A full-fledged investigation into the numerical divergences in the three textual witnesses requires extensive research, far beyond the scope of a journal article. This is one of the major challenges with this subject.15 Thus, this article focuses primarily on the age of Methuselah in Genesis 5:25 at the birth of Lamech–what we call his “begetting age.” It will also survey weighty evidence that favors the originality of most of the LXX’s numbers. These two foci are inexplicably intertwined with one another.

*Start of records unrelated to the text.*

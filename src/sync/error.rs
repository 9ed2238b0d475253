use thiserror::Error;

use super::sweep::SweepStats;
use crate::source::SourceError;
use crate::state::StateError;
use crate::storage::StorageError;

/// Failure of a single item. Never escapes its channel sweep.
#[derive(Debug, Error)]
pub enum TransferError {
    #[error("Fetching item {item_id} failed: {source}")]
    FetchFailed { item_id: i64, source: SourceError },

    #[error("Uploading item {item_id} failed: {source}")]
    UploadFailed { item_id: i64, source: StorageError },

    /// The upload went through but the ledger does not know about it.
    #[error(
        "Item {item_id} was uploaded (remote id {remote_id}) but recording it in the progress ledger failed: {source}"
    )]
    LedgerWriteFailed {
        item_id: i64,
        remote_id: String,
        source: StateError,
    },
}

impl TransferError {
    pub fn item_id(&self) -> i64 {
        match self {
            TransferError::FetchFailed { item_id, .. }
            | TransferError::UploadFailed { item_id, .. }
            | TransferError::LedgerWriteFailed { item_id, .. } => *item_id,
        }
    }
}

/// Failure that ends one channel's sweep early. Other channels still run.
#[derive(Debug, Error)]
pub enum SweepError {
    #[error("Cannot resolve chat {chat_id}: {source}")]
    ChatResolutionFailed { chat_id: i64, source: SourceError },

    #[error("Cannot resolve destination folder {path:?}: {source}")]
    FolderResolutionFailed { path: String, source: StorageError },

    #[error("Listing messages of chat {chat_id} failed: {source}")]
    ListingFailed {
        chat_id: i64,
        source: SourceError,
        /// Counters accumulated before the listing broke off.
        partial: SweepStats,
    },
}

impl SweepError {
    /// Whatever was accomplished before the failure.
    pub fn partial_stats(&self) -> SweepStats {
        match self {
            SweepError::ListingFailed { partial, .. } => *partial,
            _ => SweepStats::default(),
        }
    }
}

/// Failure that aborts the whole run before any ledger write.
#[derive(Debug, Error)]
pub enum RunError {
    #[error("Could not open the message source: {0}")]
    Connect(#[source] SourceError),

    #[error("Message source session is not authorized")]
    AuthFailed,
}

Numerous scholars have treated the reading of 167 years for Methuselah’s begetting age as an insurmountable problem for any argument in favor of the LXX’s overall primeval chronology. They claim that the 167 reading is original, and then assume that its mere existence serves to discredit the Septuagint’s entire primeval chronology. Sarfati’s statement is fairly representative of this position: “The Septuagint chronologies are demonstrably inflated,16 as they contain the (obvious) error that Methuselah lived 17 [sic 14] years after the Flood” (Sarfati 2003, 14).17 Numerous other scholars have made similar claims (Beechick 2001, 68; Cosner and Carter 2015, 99, 102; Hodge 2015, n. 3; Jones 2002, 13; Sarfati 2015, 460–462; Steinmann 2017, 155; Williams 1998, 105, n. 20). Insurmountable problems with this perspective emerge when the historical and textual evidence are much more closely examined.
Ancient External Witnesses and the LXX Manuscript Evidence
Demetrius the chronographer (ca. 220BC)
Demetrius was a Hellenistic Jewish historian who wrote in Alexandria during the reign of Ptolemy IV (221–205 BC). He is “the earliest datable Alexandrian-Jewish author we know” (Finegan 1998, 141). Demetrius’ works are preserved in Eusebius’ Praeparatio Evangelica and Clement of Alexandria’s Stromata. He wrote in Greek (Hanson 1983, 183, n. 6) and is the earliest known witness to the Septuagint. In Demetrius’ chronological system, Creation is dated at 5307 BC and the Flood at 3043 BC (Finegan 1998, 145).
In Fragment 2:18, Demetrius writes, “[F]rom Adam until Joseph’s brothers came into Egypt, there were 3624 years; and from the Deluge until Jacob’s coming into Egypt, 1360 years” (Eusebius, Praeparatio Evangelica, 9.21.18).18 These figures yield a period of 2264 years from Adam to the Flood (3624–1360). Demetrius is obviously using the LXX’s longer chronology. For his antediluvian chronology to add up to 2264/2 years,19 the begetting age for Methuselah must be 187. Thus, Demetrius is the earliest known witness to an LXX manuscript that contained the 187 reading for Genesis 5:25, remarkably close in time to the original Greek translation of the Pentateuch (ca. 281 BC).
Pseudo–Philo’s Liber Antiquitatum Biblicarum (LAB, First Century AD)
LAB is also known as the Book of Biblical Antiquities, a work presently extant in Latin, translated from an intermediate Greek text (Harrington 1970, 507), and originating from a Hebrew based biblical text. When modern scholars originally discovered LAB, it was incorrectly attributed to Philo of Alexandria. The author is now called Pseudo-Philo. LAB provides a chronicle of biblical history from Adam to Saul. It includes a mixture of biblical materials as well as parallels from non-canonical Jewish traditions.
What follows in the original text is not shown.